Sunday, December 23, 2012
Marijuana officially legal but States Await Feds' Reaction
Marijuana stores in Colorado and Washington won't be open for at least a year, but new laws legalizing the drug took full effect in both states this month. Washington's Initiative 502 kicked in on Dec. 5, sparking a midnight gathering of marijuana enthusiasts near Seattle's Space Needle to celebrate the occasion. Colorado Governor John Hickenlooper formalized Amendment 64 into his state's constitution just days later.
The Department of Justice could file a suit to enjoin the state laws, but that would be a bold attempt to subvert the will of the people, and there's no guarantee the suit would succeed. They could also try using civil asset forfeiture laws to seize cash, property and marijuana from the new dispensaries, which has been their primary tactic against medical marijuana dispensaries. They could even arrest the state employees who will oversee marijuana regulations, as U.S. Attorneys Mike Ormsby and Jenny Durkan threatened to do last year when Washington Gov. Christine Gregoire sought guidance with the state's proposed medical marijuana law.

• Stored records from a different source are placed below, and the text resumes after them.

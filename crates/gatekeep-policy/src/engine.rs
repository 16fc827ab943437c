//! The policy engine: a [`PolicyIndex`] kept in step with a [`PolicyStore`].
//!
//! Every administrative mutation writes the store first and mirrors into the index
//! only once the durable write has succeeded. When a write fails with
//! [`StoreError::Unavailable`] (a timeout included) its durable outcome is unknown,
//! so the index is marked [`EngineState::Stale`] and the next read rebuilds it
//! before answering. A mutation whose future is dropped after the write started
//! has the same unknown outcome and leaves the index stale too.
//!
//! Mutations and rebuilds are serialized by one async mutex, so a rebuild can never
//! swallow a concurrent mutation. Reads go through a fair `tokio` reader/writer lock
//! and run concurrently with each other.

use crate::error::{LoadErrors, LoadFailure, PolicyError};
use crate::index::PolicyIndex;
use gatekeep_core::{
    ActionType, NewPermission, Permission, PermissionId, PolicyStore, PrincipalId, ResourceType,
    Role, RoleId, StoreConfig, StoreError, with_timeout,
};
use std::fmt;
use std::future::Future;
use std::sync::Arc;
use std::sync::atomic::{AtomicBool, Ordering};
use tokio::sync::{Mutex, RwLock};
use tracing::{debug, info, warn};

/// Lifecycle of a [`PolicyEngine`].
#[derive(Debug, Clone, Copy, PartialEq, Eq)]
pub enum EngineState {
    /// Constructed; no load has completed yet.
    NotLoaded,
    /// Serving decisions.
    Ready,
    /// A store write had an unknown outcome; the next read rebuilds first.
    Stale,
    /// Shut down; every call fails.
    Closed,
}

impl fmt::Display for EngineState {
    fn fmt(&self, f: &mut fmt::Formatter<'_>) -> fmt::Result {
        f.write_str(match self {
            Self::NotLoaded => "not loaded",
            Self::Ready => "ready",
            Self::Stale => "stale",
            Self::Closed => "closed",
        })
    }
}

/// Counts from a completed rebuild.
#[derive(Debug, Clone, Copy, Default, PartialEq, Eq)]
pub struct LoadSummary {
    pub roles: usize,
    pub principals: usize,
    pub grants: usize,
    pub groupings: usize,
}

struct Shared {
    index: PolicyIndex,
    state: EngineState,
}

/// Role-based policy engine backed by a [`PolicyStore`].
pub struct PolicyEngine {
    store: Arc<dyn PolicyStore>,
    timeouts: StoreConfig,
    shared: RwLock<Shared>,
    writer: Mutex<()>,
    /// Set when a mutation was cancelled between its store write and its index update.
    in_doubt: AtomicBool,
}

/// Flags the index as in doubt unless disarmed once the write has been mirrored.
struct PendingWrite<'a> {
    in_doubt: &'a AtomicBool,
    operation: &'a str,
    armed: bool,
}

impl<'a> PendingWrite<'a> {
    fn arm(in_doubt: &'a AtomicBool, operation: &'a str) -> Self {
        Self {
            in_doubt,
            operation,
            armed: true,
        }
    }

    fn disarm(mut self) {
        self.armed = false;
    }
}

impl Drop for PendingWrite<'_> {
    fn drop(&mut self) {
        if self.armed {
            self.in_doubt.store(true, Ordering::Release);
            warn!(
                operation = self.operation,
                "policy mutation cancelled before the index was updated; index marked stale"
            );
        }
    }
}

impl PolicyEngine {
    /// Create an engine. It answers nothing until [`load_all`](Self::load_all) succeeds.
    pub fn new(store: Arc<dyn PolicyStore>, timeouts: StoreConfig) -> Self {
        Self {
            store,
            timeouts,
            shared: RwLock::new(Shared {
                index: PolicyIndex::new(),
                state: EngineState::NotLoaded,
            }),
            writer: Mutex::new(()),
            in_doubt: AtomicBool::new(false),
        }
    }

    /// The store this engine mirrors.
    pub fn store(&self) -> &Arc<dyn PolicyStore> {
        &self.store
    }

    pub async fn state(&self) -> EngineState {
        let state = self.shared.read().await.state;
        if state == EngineState::Ready && self.in_doubt.load(Ordering::Acquire) {
            EngineState::Stale
        } else {
            state
        }
    }

    /// Rebuild the index from the store and swap it in.
    ///
    /// A failure to list roles or principals aborts and leaves the current index
    /// untouched. Failures for individual roles or principals do not abort: the
    /// rest of the index is installed, the engine becomes ready, and all failures
    /// are returned together as [`PolicyError::Load`].
    pub async fn load_all(&self) -> Result<LoadSummary, PolicyError> {
        let _writer = self.writer.lock().await;
        self.rebuild().await
    }

    /// Stop serving. Subsequent calls fail with [`PolicyError::NotReady`].
    pub async fn close(&self) {
        let _writer = self.writer.lock().await;
        let mut shared = self.shared.write().await;
        shared.state = EngineState::Closed;
        shared.index = PolicyIndex::new();
        info!("policy engine closed");
    }

    /// May `principal` perform `action` on `resource`?
    pub async fn enforce(
        &self,
        principal: PrincipalId,
        resource: ResourceType,
        action: ActionType,
    ) -> Result<bool, PolicyError> {
        let allowed = self
            .read_index(|index| index.enforce(principal, resource, action))
            .await?;
        debug!(%principal, %resource, %action, allowed, "policy decision");
        Ok(allowed)
    }

    /// Names of the roles grouped to `principal`, sorted.
    pub async fn roles_for(&self, principal: PrincipalId) -> Result<Vec<String>, PolicyError> {
        self.read_index(|index| index.roles_for(principal)).await
    }

    /// A copy of the current index.
    pub async fn snapshot(&self) -> Result<PolicyIndex, PolicyError> {
        self.read_index(PolicyIndex::clone).await
    }

    pub async fn create_role(&self, name: &str, description: &str) -> Result<Role, PolicyError> {
        let _writer = self.writer.lock().await;
        self.ensure_open().await?;
        self.write_through("create_role", self.store.create_role(name, description), |_, _| {})
            .await
    }

    /// Delete a role, its grants and its groupings.
    pub async fn delete_role(&self, role: RoleId) -> Result<Role, PolicyError> {
        let _writer = self.writer.lock().await;
        self.ensure_open().await?;
        let role = self.read("get_role", self.store.get_role(role)).await?;
        self.write_through("delete_role", self.store.delete_role(role.id), |index, _| {
            index.delete_role(&role.name);
        })
        .await?;
        Ok(role)
    }

    pub async fn create_permission(
        &self,
        permission: NewPermission,
    ) -> Result<Permission, PolicyError> {
        let _writer = self.writer.lock().await;
        self.ensure_open().await?;
        self.write_through(
            "create_permission",
            self.store.create_permission(permission),
            |_, _| {},
        )
        .await
    }

    /// Delete a permission and remove its `(resource, action)` from every role.
    pub async fn delete_permission(&self, id: PermissionId) -> Result<Permission, PolicyError> {
        let _writer = self.writer.lock().await;
        self.ensure_open().await?;
        let permission = self.read("get_permission", self.store.get_permission(id)).await?;
        self.write_through(
            "delete_permission",
            self.store.delete_permission(id),
            |index, _| {
                index.remove_permission(permission.resource, permission.action);
            },
        )
        .await?;
        Ok(permission)
    }

    pub async fn grant_permission(
        &self,
        role: RoleId,
        permission: PermissionId,
    ) -> Result<(Role, Permission), PolicyError> {
        let _writer = self.writer.lock().await;
        self.ensure_open().await?;
        let role = self.read("get_role", self.store.get_role(role)).await?;
        let permission = self
            .read("get_permission", self.store.get_permission(permission))
            .await?;
        self.write_through(
            "grant_permission",
            self.store.grant_permission(role.id, permission.id),
            |index, _| {
                index.add_grant(&role.name, permission.resource, permission.action);
            },
        )
        .await?;
        Ok((role, permission))
    }

    pub async fn revoke_permission(
        &self,
        role: RoleId,
        permission: PermissionId,
    ) -> Result<(Role, Permission), PolicyError> {
        let _writer = self.writer.lock().await;
        self.ensure_open().await?;
        let role = self.read("get_role", self.store.get_role(role)).await?;
        let permission = self
            .read("get_permission", self.store.get_permission(permission))
            .await?;
        self.write_through(
            "revoke_permission",
            self.store.revoke_permission(role.id, permission.id),
            |index, _| {
                index.remove_grant(&role.name, permission.resource, permission.action);
            },
        )
        .await?;
        Ok((role, permission))
    }

    pub async fn assign_role(&self, principal: PrincipalId, role: RoleId) -> Result<Role, PolicyError> {
        let _writer = self.writer.lock().await;
        self.ensure_open().await?;
        let role = self.read("get_role", self.store.get_role(role)).await?;
        self.write_through(
            "assign_role",
            self.store.assign_role(principal, role.id),
            |index, _| {
                index.add_grouping(principal, &role.name);
            },
        )
        .await?;
        Ok(role)
    }

    pub async fn unassign_role(
        &self,
        principal: PrincipalId,
        role: RoleId,
    ) -> Result<Role, PolicyError> {
        let _writer = self.writer.lock().await;
        self.ensure_open().await?;
        let role = self.read("get_role", self.store.get_role(role)).await?;
        self.write_through(
            "unassign_role",
            self.store.unassign_role(principal, role.id),
            |index, _| {
                index.remove_grouping(principal, &role.name);
            },
        )
        .await?;
        Ok(role)
    }

    async fn ensure_open(&self) -> Result<(), PolicyError> {
        match self.state().await {
            EngineState::Closed => Err(PolicyError::NotReady {
                state: EngineState::Closed,
            }),
            _ => Ok(()),
        }
    }

    async fn read<T, F>(&self, operation: &str, call: F) -> Result<T, PolicyError>
    where
        F: Future<Output = Result<T, StoreError>>,
    {
        Ok(with_timeout(self.timeouts.read_timeout(), operation, call).await?)
    }

    /// Run a durable write, then mirror it into the index. Caller holds the writer gate.
    async fn write_through<T, F>(
        &self,
        operation: &str,
        write: F,
        apply: impl FnOnce(&mut PolicyIndex, &T),
    ) -> Result<T, PolicyError>
    where
        F: Future<Output = Result<T, StoreError>>,
    {
        let pending = PendingWrite::arm(&self.in_doubt, operation);
        let result = with_timeout(self.timeouts.write_timeout(), operation, write).await;
        match result {
            Ok(value) => {
                let mut shared = self.shared.write().await;
                apply(&mut shared.index, &value);
                pending.disarm();
                Ok(value)
            }
            Err(err) => {
                if err.is_unavailable() {
                    let mut shared = self.shared.write().await;
                    if shared.state == EngineState::Ready {
                        shared.state = EngineState::Stale;
                    }
                    warn!(operation, error = %err, "policy store write outcome unknown; index marked stale");
                }
                pending.disarm();
                Err(err.into())
            }
        }
    }

    /// Answer from the index, rebuilding it first when stale.
    async fn read_index<T>(&self, read: impl Fn(&PolicyIndex) -> T) -> Result<T, PolicyError> {
        {
            let shared = self.shared.read().await;
            match shared.state {
                EngineState::Ready if !self.in_doubt.load(Ordering::Acquire) => {
                    return Ok(read(&shared.index));
                }
                EngineState::Ready | EngineState::Stale => {}
                state => return Err(PolicyError::NotReady { state }),
            }
        }

        {
            let _writer = self.writer.lock().await;
            if self.state().await == EngineState::Stale {
                warn!("policy index is stale; rebuilding before answering");
                self.rebuild().await?;
            }
        }

        let shared = self.shared.read().await;
        match shared.state {
            EngineState::Ready => Ok(read(&shared.index)),
            state => Err(PolicyError::NotReady { state }),
        }
    }

    /// Build a fresh index and swap it in. Caller holds the writer gate.
    async fn rebuild(&self) -> Result<LoadSummary, PolicyError> {
        self.ensure_open().await?;
        let limit = self.timeouts.read_timeout();
        let mut index = PolicyIndex::new();
        let mut errors = LoadErrors::default();

        let roles = with_timeout(limit, "list_roles", self.store.list_roles()).await?;
        for role in &roles {
            match with_timeout(
                limit,
                "get_role_permissions",
                self.store.get_role_permissions(role.id),
            )
            .await
            {
                Ok(permissions) => {
                    for permission in permissions {
                        index.add_grant(&role.name, permission.resource, permission.action);
                    }
                }
                Err(error) => errors.failures.push(LoadFailure {
                    subject: format!("role '{}'", role.name),
                    error,
                }),
            }
        }

        let principals = with_timeout(limit, "list_principals", self.store.list_principals()).await?;
        for principal in &principals {
            match with_timeout(
                limit,
                "get_principal_roles",
                self.store.get_principal_roles(principal.id),
            )
            .await
            {
                Ok(roles) => {
                    for role in roles {
                        index.add_grouping(principal.id, &role.name);
                    }
                }
                Err(error) => errors.failures.push(LoadFailure {
                    subject: format!("principal {}", principal.id),
                    error,
                }),
            }
        }

        let summary = LoadSummary {
            roles: roles.len(),
            principals: principals.len(),
            grants: index.grant_count(),
            groupings: index.grouping_count(),
        };

        {
            let mut shared = self.shared.write().await;
            shared.index = index;
            shared.state = EngineState::Ready;
            self.in_doubt.store(false, Ordering::Release);
        }

        if errors.is_empty() {
            info!(
                roles = summary.roles,
                principals = summary.principals,
                grants = summary.grants,
                groupings = summary.groupings,
                "policy index loaded"
            );
            Ok(summary)
        } else {
            warn!(failures = errors.len(), "policy index loaded with failures");
            Err(errors.into())
        }
    }
}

But Paul Armentano, Deputy Director of the National Organization for the Reform of Marijuana Laws (NORML), is hopeful that the Obama administration will do none of the above.
"The federal government has been using most of its resources in places with less restrictive marijuana regulations, like California and Montana," Armentano said. "Compare that to a state like Colorado, which has more regulations and has largely been left alone."
Marijuana cultivation and commerce will be tightly controlled in Colorado and Washington, so the federal government may give them some leeway to experiment. But the states are also expected to make big bucks from marijuana sales, and U.S. Attorneys have previously cited the potential for profit as a key motivator in their war against all pot, medical or otherwise.
And while it's true that Colorado has attracted less federal attention than California, which has taken the brunt of the U.S. Attorneys' asset forfeiture campaign, Colorado dispensaries haven't been completely immune. By threatening their landlords, U.S. Attorney John Walsh shut down 57 Colorado dispensaries this year without filing a single criminal charge. In Oregon, where marijuana legalization was rejected by 53 percent of voters in November, federal authorities have seized more than $255,000 in cash and six properties in the last 15 months.
Change Inside the Beltway
While marijuana laws in the states have changed dramatically in the last 15 years, attitudes on Capitol Hill have evolved at a slower pace. And until congress starts taking marijuana reform seriously, federal policy is unlikely to budge.
But with public support for legalization at an all-time high and two states openly revolting against prohibition, D.C. lawmakers may start coming around. A bipartisan group of U.S. congressmen introduced a bill last month that would amend the U.S. Controlled Substances Act to instruct the federal government not to interfere with state marijuana laws.
Medical Acceptance Still Growing
Even as the feds ponder their moves in the West, winds of change keep blowing in the East. New York legislators intend to introduce a medical marijuana bill in January, hoping to make New York the 19th medical marijuana state after Massachusetts voters legalized it in November.
In New Jersey, the state's first medical marijuana dispensary opened Dec. 6 following months of debate between marijuana advocates and Gov. Chris Christie. Christie inherited the law's implementation from the previous administration and complained that it was too lax to ward off federal intervention.
The most recent skirmish between Christie and marijuana advocates was over sales tax. Christie's administration chose to impose a 7 percent tax on medical marijuana sales, even though other pharmaceutical sales in the state are tax-exempt.
"If you use medical marijuana as a pharmaceutical, then you shouldn't be taxed for it," New Jersey State Assemblyman Reed Gusciora told the Philadelphia Inquirer. "You don't punish a person who's terminally ill and needs the drug."